Time-dependent analysis of deformation induced by soft soil pit excavation adjacent to small curvature radius tunnels

Current theoretical studies on deformation induced by excavation of foundation pits in soft soils in adjacent small curvature radius tunnels generally consider the foundation as a linear elastic body, which does not take the influence of the rheological property of soil body into account. Meanwhile, the deformation characteristics of curved tunnels are less analyzed, thus it is not possible to accurately predict the impact of foundation pit excavation on the deformation of existing tunnels with small curvature radius under the time effect. Firstly, a mechanical model of deformation induced by excavation of a soft soil pit with fractional order Merchant viscoelasticity adjacent to a small curvature radius tunnel is developed.
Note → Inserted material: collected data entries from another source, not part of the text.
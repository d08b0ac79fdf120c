//! Progress reporting module

use indicatif::{ProgressBar, ProgressStyle};
use std::time::Duration;

/// Progress reporter for multi-file phonemization
pub struct ProgressReporter {
    progress_bar: Option<ProgressBar>,
    quiet: bool,
}

impl ProgressReporter {
    /// Create a new progress reporter
    pub fn new(quiet: bool) -> Self {
        Self {
            progress_bar: None,
            quiet,
        }
    }

    /// Initialize the progress bar; single files get none
    pub fn init_files(&mut self, total_files: u64) {
        if self.quiet || total_files < 2 {
            return;
        }

        let style = ProgressStyle::default_bar()
            .template("[{elapsed_precise}] {bar:40.cyan/blue} {pos}/{len} files {msg}")
            .unwrap_or_else(|_| ProgressStyle::default_bar())
            .progress_chars("##-");
        let pb = ProgressBar::new(total_files);
        pb.set_style(style);
        pb.enable_steady_tick(Duration::from_millis(100));

        self.progress_bar = Some(pb);
    }

    pub fn is_active(&self) -> bool {
        self.progress_bar.is_some()
    }

    /// Update progress for a completed file
    pub fn file_completed(&self, filename: &str, lines: usize) {
        if let Some(pb) = &self.progress_bar {
            pb.set_message(format!("{filename} ({lines} lines)"));
            pb.inc(1);
        }
    }

    /// Finish progress reporting
    pub fn finish(&self) {
        if let Some(pb) = &self.progress_bar {
            pb.finish_with_message("Complete");
        }
    }
}
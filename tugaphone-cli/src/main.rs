//! Command-line entry point for tugaphone

use clap::Parser;
use tugaphone_cli::commands::Commands;
use tugaphone_cli::CliResult;

/// Dialect-aware Portuguese to IPA transcription
#[derive(Debug, Parser)]
#[command(name = "tugaphone", version, about, long_about = None)]
struct Cli {
    #[command(subcommand)]
    command: Commands,
}

fn main() -> CliResult<()> {
    let cli = Cli::parse();
    cli.command.execute()
}

#[cfg(test)]
mod tests {
    use super::*;
    use clap::CommandFactory;

    #[test]
    fn test_cli_definition() {
        Cli::command().debug_assert();
    }

    #[test]
    fn test_parse_phonemize() {
        let cli = Cli::try_parse_from([
            "tugaphone", "phonemize", "-t", "Olá", "-d", "PT-BR", "-p", "sao-paulo", "-f", "json",
        ])
        .unwrap();
        let Commands::Phonemize(args) = cli.command else {
            panic!("expected phonemize");
        };
        assert_eq!(args.text.as_deref(), Some("Olá"));
        assert_eq!(args.preset.as_deref(), Some("sao-paulo"));
    }

    #[test]
    fn test_phonemize_requires_input() {
        assert!(Cli::try_parse_from(["tugaphone", "phonemize"]).is_err());
        assert!(Cli::try_parse_from(["tugaphone", "phonemize", "-t", "a", "-i", "b.txt"]).is_err());
    }

    #[test]
    fn test_validate_requires_a_file() {
        assert!(Cli::try_parse_from(["tugaphone", "validate"]).is_err());
        assert!(Cli::try_parse_from(["tugaphone", "validate", "-l", "lex.csv"]).is_ok());
    }
}
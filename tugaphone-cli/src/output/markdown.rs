//! Markdown output formatter

use super::{OutputFormatter, PhonemizedLine};
use anyhow::Result;
use std::io::Write;

/// Markdown formatter - outputs a text/IPA table
pub struct MarkdownFormatter<W: Write> {
    writer: W,
    line_count: usize,
}

impl<W: Write> MarkdownFormatter<W> {
    /// Create a new markdown formatter
    pub fn new(writer: W) -> Self {
        Self {
            writer,
            line_count: 0,
        }
    }
}

/// Pipes would end the table cell
fn escape_cell(text: &str) -> String {
    text.replace('|', "\\|")
}

impl<W: Write + Send + Sync> OutputFormatter for MarkdownFormatter<W> {
    fn format_line(&mut self, line: &PhonemizedLine) -> Result<()> {
        if self.line_count == 0 {
            writeln!(self.writer, "| # | Text | IPA |")?;
            writeln!(self.writer, "|---|------|-----|")?;
        }
        self.line_count += 1;
        writeln!(
            self.writer,
            "| {} | {} | /{}/ |",
            self.line_count,
            escape_cell(&line.text),
            escape_cell(&line.ipa)
        )?;
        Ok(())
    }

    fn finish(&mut self) -> Result<()> {
        writeln!(self.writer)?;
        writeln!(self.writer, "---")?;
        writeln!(self.writer, "*Total lines: {}*", self.line_count)?;
        self.writer.flush()?;
        Ok(())
    }
}
use tokio::sync::watch;

use crate::services::{CatalogSnapshot, CourseService};

#[derive(Clone)]
pub struct AppState {
    pub catalog: watch::Receiver<CatalogSnapshot>,
    pub courses: CourseService,
}
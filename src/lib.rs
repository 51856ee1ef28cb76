pub mod api;
pub mod client;
pub mod config;
pub mod error;
pub mod models;
pub mod services;
pub mod state;
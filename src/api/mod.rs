use axum::Json;
use axum::extract::Query;
use axum::routing::post;
use axum::{Router, extract::State, http::StatusCode, routing::get};
use serde::Deserialize;

use crate::error::AppError;
use crate::models::*;
use crate::services::filter_courses;
use crate::state::AppState;

#[derive(Deserialize)]
struct CourseQueryParams {
    #[serde(default)]
    q: String,
}

pub fn router(state: AppState) -> Router {
    Router::new()
        .route("/health", get(health))
        .route("/courses", get(list_courses))
        .route("/courses/adapt", post(adapt_courses))
        .route("/instructor/courses", get(instructor_courses))
        .with_state(state)
}

async fn health() -> StatusCode {
    StatusCode::OK
}

async fn list_courses(
    State(state): State<AppState>,
    Query(params): Query<CourseQueryParams>,
) -> Json<Vec<CourseRecord>> {
    let catalog = state.catalog.borrow().clone();
    Json(filter_courses(&catalog, &params.q))
}

async fn adapt_courses(
    State(state): State<AppState>,
    Json(dtos): Json<Vec<CourseDto>>,
) -> Result<Json<Vec<CourseUiModel>>, AppError> {
    let models = state.courses.adapter().to_ui_models(&dtos)?;
    Ok(Json(models))
}

async fn instructor_courses(
    State(state): State<AppState>,
) -> Result<Json<Vec<CourseUiModel>>, AppError> {
    let models = state
        .courses
        .instructor_courses()
        .await
        .ok_or_else(|| AppError::Upstream("instructor courses unavailable".to_string()))?;
    Ok(Json(models))
}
The Laplace domain parameters of the fractional order viscoelastic soil are further derived according to the Laplace time-domain variability properties. Secondly, the additional stress field on the adjacent existing small curvature radius tunnels is solved based on foundation pit unloading and Mindlin stress solution theory. The time domain solutions for radial and vertical deformation of the existing small curvature radius tunnels are then derived by finite difference method and Laplace positive and inverse transformations based on Pasternak foundation and Timoshenko beam theory. Finally, the engineering measured data and three-dimensional numerical simulation results are compared with the analytical solution to verify relatively accuracy.